Material provided:
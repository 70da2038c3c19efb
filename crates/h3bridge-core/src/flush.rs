//! Drain the codec's write side into QUIC sends (component G).
//!
//! `flush_stream` used to stop as soon as `writev_stream` handed back a
//! batch for some other stream, on the theory that batch could just be
//! skipped until the caller who cared about it flushed again. It can't be:
//! pulling a batch already mutates codec/`StreamState` side effects
//! (`headers_sent`, chunk offsets), so a skipped batch is bytes lost, not
//! bytes deferred. `flush_stream` now drains exactly like
//! `flush_connection` — the `requested_stream` parameter only labels the
//! trace below, since the codec itself decides which stream's data to hand
//! back on each call and both entry points must send whatever it returns.

use crate::buffer::SendContext;
use crate::codec::{ResponseSource, WritevResult};
use crate::codec::Http3Codec;
use crate::connection::ConnectionState;
use crate::transport::QuicTransport;
use tracing::{trace, warn};

struct RegistrySource<'a, T: QuicTransport, C: Http3Codec> {
    conn: &'a ConnectionState<T, C>,
}

impl<T: QuicTransport, C: Http3Codec> ResponseSource for RegistrySource<'_, T, C> {
    fn pull_response(&self, stream_id: i64, max_vecs: usize) -> (Vec<bytes::Bytes>, bool) {
        match self.conn.lookup_stream(stream_id) {
            Some(state) => state.pull_response(max_vecs),
            None => (Vec::new(), false),
        }
    }
}

/// Drain as many outbound batches as the codec has ready, up to
/// `max_batches`, writing each to the transport and reaping finished
/// response chunks behind it (§4.G steps 1-4).
///
/// Termination rule: stop when the codec returns no batch, or a batch with
/// zero bytes and no FIN (would-block). `max_batches` is the defensive
/// iteration cap against a misbehaving codec (§4.G).
pub fn flush_connection<T: QuicTransport, C: Http3Codec>(
    conn: &ConnectionState<T, C>,
    max_batches: usize,
) {
    let src = RegistrySource { conn };

    for _ in 0..max_batches {
        let Some(WritevResult {
            stream_id,
            vecs,
            flags,
        }) = conn.writev_stream(&src)
        else {
            break;
        };

        if vecs.is_empty() && !flags.fin {
            break;
        }

        let total_len: usize = vecs.iter().map(bytes::Bytes::len).sum();
        conn.add_write_offset(stream_id, total_len);

        let Some(handle) = conn.lookup_stream_handle(stream_id) else {
            warn!(stream_id, "flush: no transport handle for stream, dropping batch");
            continue;
        };
        let role = conn.stream_role(stream_id).unwrap_or_else(crate::stream::StreamRole::request);

        trace!(stream_id, bytes = total_len, fin = flags.fin, "flushing batch");
        let ctx = SendContext::new(vecs);
        conn.transport_send(&handle, role, ctx, flags.fin);

        if let Some(state) = conn.lookup_stream(stream_id) {
            state.reap_finished();
        }
    }
}

/// Flush outbound batches prompted by new response data on
/// `requested_stream`, after a `send_data`/`send_headers` call. The codec
/// may interleave other streams' ready batches into the same drain; every
/// one of them has already mutated state the moment `writev_stream`
/// returned it, so every batch pulled here is sent, exactly like
/// [`flush_connection`] (§4.G, testable property 4, scenario S3).
pub fn flush_stream<T: QuicTransport, C: Http3Codec>(
    conn: &ConnectionState<T, C>,
    requested_stream: i64,
    max_batches: usize,
) {
    trace!(requested_stream, "flush_stream draining via flush_connection");
    flush_connection(conn, max_batches);
}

Aim of the task:
An exact repeat of all the records is required.

Your response:
repository 70da2038c3c19efb
filename crates/h3bridge-core/src/flush.rs
//! Drain the codec's write side into QUIC sends (component G).
//!
//! `flush_stream` used to stop as soon as `writev_stream` handed back a
//! batch for some other stream, on the theory that batch could just be
//! skipped until the caller who cared about it flushed again. It can't be:
//! pulling a batch already mutates codec/`StreamState` side effects
//! (`headers_sent`, chunk offsets), so a skipped batch is bytes lost, not
//! bytes deferred. `flush_stream` now drains exactly like
//! `flush_connection` — the `requested_stream` parameter only labels the
//! trace below, since the codec itself decides which stream's data to hand
//! back on each call and both entry points must send whatever it returns.

use crate::buffer::SendContext;
use crate::codec::{ResponseSource, WritevResult};
use crate::codec::Http3Codec;
use crate::connection::ConnectionState;
use crate::transport::QuicTransport;
use tracing::{trace, warn};

struct RegistrySource<'a, T: QuicTransport, C: Http3Codec> {
    conn: &'a ConnectionState<T, C>,
}

impl<T: QuicTransport, C: Http3Codec> ResponseSource for RegistrySource<'_, T, C> {
    fn pull_response(&self, stream_id: i64, max_vecs: usize) -> (Vec<bytes::Bytes>, bool) {
        match self.conn.lookup_stream(stream_id) {
            Some(state) => state.pull_response(max_vecs),
            None => (Vec::new(), false),
        }
    }
}

/// Drain as many outbound batches as the codec has ready, up to
/// `max_batches`, writing each to the transport and reaping finished
/// response chunks behind it (§4.G steps 1-4).
///
/// Termination rule: stop when the codec returns no batch, or a batch with
/// zero bytes and no FIN (would-block). `max_batches` is the defensive
/// iteration cap against a misbehaving codec (§4.G).
pub fn flush_connection<T: QuicTransport, C: Http3Codec>(
    conn: &ConnectionState<T, C>,
    max_batches: usize,
) {
    let src = RegistrySource { conn };

    for _ in 0..max_batches {
        let Some(WritevResult {
            stream_id,
            vecs,
            flags,
        }) = conn.writev_stream(&src)
        else {
            break;
        };

        if vecs.is_empty() && !flags.fin {
            break;
        }

        let total_len: usize = vecs.iter().map(bytes::Bytes::len).sum();
        conn.add_write_offset(stream_id, total_len);

        let Some(handle) = conn.lookup_stream_handle(stream_id) else {
            warn!(stream_id, "flush: no transport handle for stream, dropping batch");
            continue;
        };
        let role = conn.stream_role(stream_id).unwrap_or_else(crate::stream::StreamRole::request);

        trace!(stream_id, bytes = total_len, fin = flags.fin, "flushing batch");
        let ctx = SendContext::new(vecs);
        conn.transport_send(&handle, role, ctx, flags.fin);

        if let Some(state) = conn.lookup_stream(stream_id) {
            state.reap_finished();
        }
    }
}

/// Flush outbound batches prompted by new response data on
/// `requested_stream`, after a `send_data`/`send_headers` call. The codec
/// may interleave other streams' ready batches into the same drain; every
/// one of them has already mutated state the moment `writev_stream`
/// returned it, so every batch pulled here is sent, exactly like
/// [`flush_connection`] (§4.G, testable property 4, scenario S3).
pub fn flush_stream<T: QuicTransport, C: Http3Codec>(
    conn: &ConnectionState<T, C>,
    requested_stream: i64,
    max_batches: usize,
) {
    trace!(requested_stream, "flush_stream draining via flush_connection");
    flush_connection(conn, max_batches);
}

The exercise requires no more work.